Stabilization of alpha-synuclein protein with aging and familial parkinson's disease-linked A53T mutation - PubMed (original) (raw)

α-Syn expression during human brain aging. A, Representative autoradiogram of RT-PCR-amplified mRNAs encodingα-Syn,β-Syn,γ-Syn, and GAPDH (GD). The cDNAs were derived from human Fcx, Caud, and SN. Representative results from three examples (19-, 53-, and 80-year-old neurologically normal human subjects) from six subjects are shown.
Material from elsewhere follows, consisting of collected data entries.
//! AutoTemplate - fill newly created notes from a template
//!
//! When the host reports that a note was created, the library decides which
//! template governs it, substitutes `{{title}}`, `{{date}}` and `{{time}}`,
//! and writes the result into the note, but only while the note is still
//! empty. File access, notices and the clock are supplied by the host.
//!
//! # Example
//!
//! ```no_run
//! use autotemplate::{AutoTemplate, FileCreated, RealStorage};
//! use std::path::PathBuf;
//!
//! let storage = Box::new(RealStorage::new(PathBuf::from("/home/me/vault")));
//! let engine = AutoTemplate::with_defaults(storage);
//!
//! // The host created "Work/Standup.md"
//! let outcome = engine.dispatch(&FileCreated::new("Work/Standup.md"));
//! println!("{:?}", outcome);
//! ```

pub mod apply;
pub mod clock;
pub mod config;
pub mod error;
pub mod event;
pub mod moment;
pub mod notice;
pub mod path;
pub mod render;
pub mod resolver;
pub mod storage;
pub mod suggest;

use std::sync::mpsc::Receiver;
use tracing::{debug, warn};

/// Result type alias using anyhow::Error
pub type Result<T> = std::result::Result<T, anyhow::Error>;

/// Main library API
///
/// Holds the vault's settings together with the host capabilities the
/// template engine needs.
pub struct AutoTemplate {
    settings: config::Settings,
    storage: Box<dyn storage::Storage>,
    notifier: Box<dyn notice::Notifier>,
    clock: Box<dyn clock::Clock>,
}

/// Counts from a [`AutoTemplate::serve`] run
#[derive(Debug, Default, Clone, Copy, PartialEq, Eq)]
pub struct ServeStats {
    pub written: usize,
    pub skipped: usize,
    pub race_lost: usize,
    pub failed: usize,
}

impl AutoTemplate {
    /// Create an instance from explicit settings and storage
    ///
    /// Notices go to the log and the system clock is used; see
    /// [`with_notifier`](Self::with_notifier) and [`with_clock`](Self::with_clock).
    pub fn new(settings: config::Settings, storage: Box<dyn storage::Storage>) -> Self {
        Self {
            settings,
            storage,
            notifier: Box::new(notice::LogNotifier),
            clock: Box::new(clock::SystemClock),
        }
    }

    /// Create an instance by loading settings from storage
    pub fn from_storage(storage: Box<dyn storage::Storage>) -> Result<Self> {
        let settings = config::Settings::load(&*storage)?;
        Ok(Self::new(settings, storage))
    }

    /// Create an instance, using default settings if none can be loaded
    pub fn with_defaults(storage: Box<dyn storage::Storage>) -> Self {
        let settings = config::Settings::load_or_default(&*storage);
        Self::new(settings, storage)
    }

    pub fn with_notifier(mut self, notifier: Box<dyn notice::Notifier>) -> Self {
        self.notifier = notifier;
        self
    }

    pub fn with_clock(mut self, clock: Box<dyn clock::Clock>) -> Self {
        self.clock = clock;
        self
    }

    pub fn settings(&self) -> &config::Settings {
        &self.settings
    }

    /// Mutable settings; call [`save_settings`](Self::save_settings) afterwards
    pub fn settings_mut(&mut self) -> &mut config::Settings {
        &mut self.settings
    }

    /// Persist the current settings to the vault
    pub fn save_settings(&self) -> Result<()> {
        self.settings.save(&*self.storage)
    }

    pub fn storage(&self) -> &dyn storage::Storage {
        &*self.storage
    }

    /// Show a notice through the configured notifier
    pub fn notify(&self, message: &str) {
        self.notifier.notice(message);
    }

    /// Template that would govern a new note at `file_path`
    pub fn resolve(&self, file_path: &str) -> Option<String> {
        resolver::resolve(file_path, &self.settings)
    }

    /// Render template text as if for a note named `title`, right now
    pub fn render(&self, template: &str, title: &str) -> String {
        let ctx = render::RenderContext::new(title, self.clock.now());
        render::render(template, &ctx)
    }

    /// Handle a file-created notification, reporting failures as errors
    pub fn handle_created(
        &self,
        event: &event::FileCreated,
    ) -> std::result::Result<apply::Outcome, error::ApplyError> {
        apply::apply(event, &self.settings, &*self.storage, &*self.clock)
    }

    /// Handle a file-created notification, turning any failure into one notice
    ///
    /// Returns `None` when the notification failed.
    pub fn dispatch(&self, event: &event::FileCreated) -> Option<apply::Outcome> {
        match self.handle_created(event) {
            Ok(outcome) => Some(outcome),
            Err(e) => {
                warn!(path = %event.path, error = ?e, "could not apply template");
                self.notifier.notice(&e.notice());
                None
            }
        }
    }

    /// Handle notifications from `events` until every sender is gone
    pub fn serve(&self, events: Receiver<event::FileCreated>) -> ServeStats {
        let mut stats = ServeStats::default();
        for event in events {
            debug!(path = %event.path, "file created");
            match self.dispatch(&event) {
                Some(apply::Outcome::Written { .. }) => stats.written += 1,
                Some(apply::Outcome::Skipped(_)) => stats.skipped += 1,
                Some(apply::Outcome::RaceLost) => stats.race_lost += 1,
                None => stats.failed += 1,
            }
        }
        stats
    }
}

// Re-export main types for convenience
pub use apply::{Outcome, SkipReason};
pub use clock::{Clock, FixedClock, SystemClock};
pub use config::Settings;
pub use error::{ApplyError, SettingsError};
pub use event::FileCreated;
pub use notice::{LogNotifier, Notifier, RecordingNotifier};
pub use render::RenderContext;
pub use storage::{EntryKind, MemoryStorage, RealStorage, Storage};
pub use suggest::{FileSuggest, FolderSuggest, Suggest};

#[cfg(test)]
mod tests {
    use super::*;
    use chrono::{FixedOffset, TimeZone};
    use std::path::Path;

    fn engine(storage: &MemoryStorage, notices: &RecordingNotifier) -> AutoTemplate {
        let now = FixedOffset::east_opt(0)
            .unwrap()
            .with_ymd_and_hms(2024, 3, 15, 9, 30, 0)
            .unwrap();
        AutoTemplate::with_defaults(Box::new(storage.clone()))
            .with_notifier(Box::new(notices.clone()))
            .with_clock(Box::new(FixedClock(now)))
    }

    #[test]
    fn test_with_defaults_reads_vault_settings() {
        let storage = MemoryStorage::new();
        storage
            .write(
                Path::new(config::SETTINGS_PATH),
                r#"{"defaultTemplate": "T.md", "ignorePaths": ["Archive"]}"#,
            )
            .unwrap();

        let engine = engine(&storage, &RecordingNotifier::new());
        assert_eq!(engine.resolve("x.md").as_deref(), Some("T.md"));
        assert_eq!(engine.resolve("Archive/x.md"), None);
    }

    #[test]
    fn test_from_storage_rejects_malformed_settings() {
        let storage = MemoryStorage::new();
        storage.write(Path::new(config::SETTINGS_PATH), "[1, 2").unwrap();

        assert!(AutoTemplate::from_storage(Box::new(storage)).is_err());
    }

    #[test]
    fn test_settings_round_trip_through_engine() {
        let storage = MemoryStorage::new();
        let mut engine = engine(&storage, &RecordingNotifier::new());
        engine.settings_mut().set_folder_template("Work", "T1.md");
        engine.save_settings().unwrap();

        let reloaded = AutoTemplate::from_storage(Box::new(storage.clone())).unwrap();
        assert_eq!(reloaded.resolve("Work/a.md").as_deref(), Some("T1.md"));
    }

    #[test]
    fn test_render_uses_clock() {
        let storage = MemoryStorage::new();
        let engine = engine(&storage, &RecordingNotifier::new());
        assert_eq!(engine.render("{{title}} {{date:YYYY}}", "Plan"), "Plan 2024");
    }

    #[test]
    fn test_dispatch_failure_is_one_notice() {
        let storage = MemoryStorage::new();
        storage.write(Path::new("new.md"), "").unwrap();
        let notices = RecordingNotifier::new();
        let engine = engine(&storage, &notices);

        assert_eq!(engine.dispatch(&FileCreated::new("new.md")), None);
        assert_eq!(
            notices.messages(),
            vec!["No template configured. Go to settings to select one."]
        );
    }

    #[test]
    fn test_serve_drains_queue() {
        let storage = MemoryStorage::new();
        storage.write(Path::new("T.md"), "# {{title}}").unwrap();
        storage.write(Path::new("a.md"), "").unwrap();
        storage.write(Path::new("b.md"), "already here").unwrap();
        storage.write(Path::new("c.png"), "").unwrap();

        let notices = RecordingNotifier::new();
        let mut engine = engine(&storage, &notices);
        engine.settings_mut().set_default_template("T.md");

        let (tx, rx) = event::channel();
        for name in ["a.md", "b.md", "c.png"] {
            tx.send(FileCreated::new(name)).unwrap();
        }
        drop(tx);

        let stats = engine.serve(rx);
        assert_eq!(
            stats,
            ServeStats {
                written: 1,
                skipped: 2,
                race_lost: 0,
                failed: 0
            }
        );
        assert_eq!(storage.read_to_string(Path::new("a.md")).unwrap(), "# a");
        assert!(notices.messages().is_empty());
    }
}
Each sample was analyzed in triplicate and presented graphically in C. B, Immunoblot analysis of human Fcx, Caud, and SN extracts of Syn. Brain extracts from human subjects in their 50s and 80-90s were examined. The results from younger subjects are shown in supplemental Figure S2 (available at

www.jneurosci.org/cgi/content/full/24/33/9400/DC1

). C, The levels of mRNAs encoding α-Syn, β-Syn, and γ-Syn in Fcx, Caud, and SN were quantified from the RT-PCR analysis shown in A. The scatter plot and the calculated regression lines show that the levels of mRNAs encoding α-Syn decrease with aging in all brain regions, whereas the expression of mRNA encoding γ-Syn remains constant. The pattern of β-Syn expression is more variable. _R_2 and p values are as follows (asterisks indicate statistically significant p values): α-Syn [Fcx (0.628, 0.0021*), Caud (0.393, 0.0291*), SN (0.03026, 0.0639)]; β-Syn [Fcx (0.5506, 0.014*), Caud and SN (<0.1, >0.5)]; γ-Syn [all (<0.1, >0.3)]. D, The levels of Syn polypeptides in brain regions were quantified from the immunoblots shown in B. For each subject, the analysis was performed in duplicate, and the levels of Syn isotypes were normalized to GAPDH. The subjects were grouped as 50s (49-58 years old) and 80+ (83-95 years old) and are shown as mean and SEM. To facilitate presentation of all three Syn isotypes, values are plotted as the percents average of the subjects in their 50s. The average relative levels show that the levels of α-Syn in SN almost double during this 30 year span (**p < 0.01; t test). Although the α-Syn protein levels in Fcx do not change between 50s and 80+, an analysis of younger subjects shows an increase at younger ages (supplemental Fig. S2, available at

www.jneurosci.org/cgi/content/full/24/33/9400/DC1

). The decease in the cortical γ-level is significant (*p < 0.05) only when GAPDH is used as the reference protein.